See system tests for details. Refer to album-recommendation for how to create the application package.

Production deployments

Production deployments run sequentially by default, but can be configured to run in parallel. Inside each zone, Vespa itself orchestrates the deployment, such that the change is applied without disruption to read or write traffic against the application. A production deployment in a zone is complete when the change has completed on all nodes. Most changes are applied to running nodes, which makes this a fast process. If restarts are needed, these will happen automatically and safely as part of the deployment. When this is necessary deployments will take longer to complete.

Feature switches and bucket tests

With continuous deployment, it is not practical to hold off releasing a feature until it is done, test it manually until convinced it works and then release it to production. What to do instead? The answer is feature switches: release new features to production as they are developed, but include logic which keeps them deactivated until they are ready, or until they have been verified in production with a subset of users.

Bucket tests is the practice of systematically testing new features or behavior for a controlled subset of users. This is common practice when releasing new science models, as they are difficult to verify in test, but can also be used for other features.

To test new behavior in Vespa, use a combination of search chains and rank profiles, controlled by query profiles, where one query profiles correspond to one bucket. These features support inheritance to make it easy to express variation without repetition.

Some times a new feature require incompatible changes to a data field. To be able to CD such changes, it is necessary to create a new field containing the new version of the data. This costs extra resources but less than the alternative: standing up a new system copy with the new data. New fields can be added and populated while the system is live.

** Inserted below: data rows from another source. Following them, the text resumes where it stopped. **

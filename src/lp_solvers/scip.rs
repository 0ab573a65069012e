use std::rc::Rc;

use russcip::{
    Model, ProblemCreated, ProblemOrSolving, Solution, Solved, VarType, Variable, WithSolutions,
};

use super::{LpSolver, ModelBuilder, ModelReady, ModelSolved, ObjSense, SolutionTrait};

#[derive(Clone, Copy, Debug)]
pub struct ScipSolver;

impl SolutionTrait for Solution {
    type Variable = Rc<Variable>;

    fn get_value(&self, var: &Self::Variable) -> f64 {
        self.val(var.clone())
    }

    fn get_objective_value(&self) -> f64 {
        self.obj_val()
    }
}

impl ModelBuilder for Model<ProblemCreated> {
    type Variable = Rc<Variable>;

    fn add_variable(
        &mut self,
        name: &str,
        is_integer: bool,
        obj: f64,
        lb: f64,
        ub: f64,
    ) -> Self::Variable {
        self.add_var(
            lb,
            ub,
            obj,
            name,
            if is_integer {
                VarType::Integer
            } else {
                VarType::Continuous
            },
        )
    }

    fn add_constraint(
        &mut self,
        name: &str,
        vars: &[Self::Variable],
        coeffs: &[f64],
        lb: Option<f64>,
        ub: Option<f64>,
    ) {
        self.add_cons(
            vars.to_vec(),
            coeffs,
            lb.unwrap_or(f64::NEG_INFINITY),
            ub.unwrap_or(f64::INFINITY),
            name,
        );
    }
}

impl ModelReady for Model<ProblemCreated> {
    type SolvedModel = Model<Solved>;

    fn solve(self) -> Self::SolvedModel {
        self.solve()
    }
}

impl ModelSolved for Model<Solved> {
    type Solution = Solution;

    fn is_optimal(&self) -> bool {
        self.status() == russcip::Status::Optimal
    }

    fn get_solutions(&self, max_count: usize) -> Vec<Self::Solution> {
        self.best_sol().into_iter().take(max_count).collect()
    }
}

impl LpSolver for ScipSolver {
    type Variable = Rc<Variable>;
    type Solution = Solution;
    type Model = Model<ProblemCreated>;
    type SolvedModel = Model<Solved>;

    fn create_new_model(name: &str, verbose: bool, sense: ObjSense) -> Self::Model {
        let model = Model::new();
        let model = if verbose { model } else { model.hide_output() };

        model
            .include_default_plugins()
            .create_prob(name)
            .set_obj_sense(match sense {
                ObjSense::Minimize => russcip::ObjSense::Minimize,
                ObjSense::Maximize => russcip::ObjSense::Maximize,
            })
    }
}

One way to reduce the need for incompatible changes can be decreased by making the semantics of the fields more precise. E.g., if a field is defined as the "quality" of a document, where a higher number means higher quality, a new algorithm which produces a different range and distribution will typically be an incompatible change. However, if the field is defined more precisely as the average time spent on the document once it is clicked, then a new algorithm which produces better estimates of this value will not be an incompatible change. Using precise semantics also have the advantage of making it easier to understand if the use of the data and its statistical properties are reasonable.

Integration testing

Another challenge with continuous deployment is integration testing across multiple services: Another service depends on this Vespa application for its own integration testing. There are two ways to provide this: Either create an additional application instance for testing or use test data in the production instance. Using test data in production requires that some thought is given to separating this data from the real data in queries. A separate instance gives complete isolation, but with some additional overhead, and may not produce quite as realistic testing of queries, as those will run only over the test data in the separate instance.

Deleting an instance / application

To delete an application, including all instances, use the console at To remove instances (i.e. prod zone deployments) of an application, modify deployment.xml and validation-overrides.xml.

WARNING! Following these steps will remove production instances and all data within them. Data will be unrecoverable.

  1. Remove <prod> instances in deployment.xml:

    <deployment version="1.0">
        <region active="true">aws-us-east-1c</region>
  2. Add or modify validation-overrides.xml, allowing Vespa Cloud to remove production instances:

        <allow until="2021-03-01" comment="Remove instance">deployment-removal</allow>
  3. Build and submit the application package.

  4. Delete the application in the console.

  5. Remove the CI job that builds and submits application packages.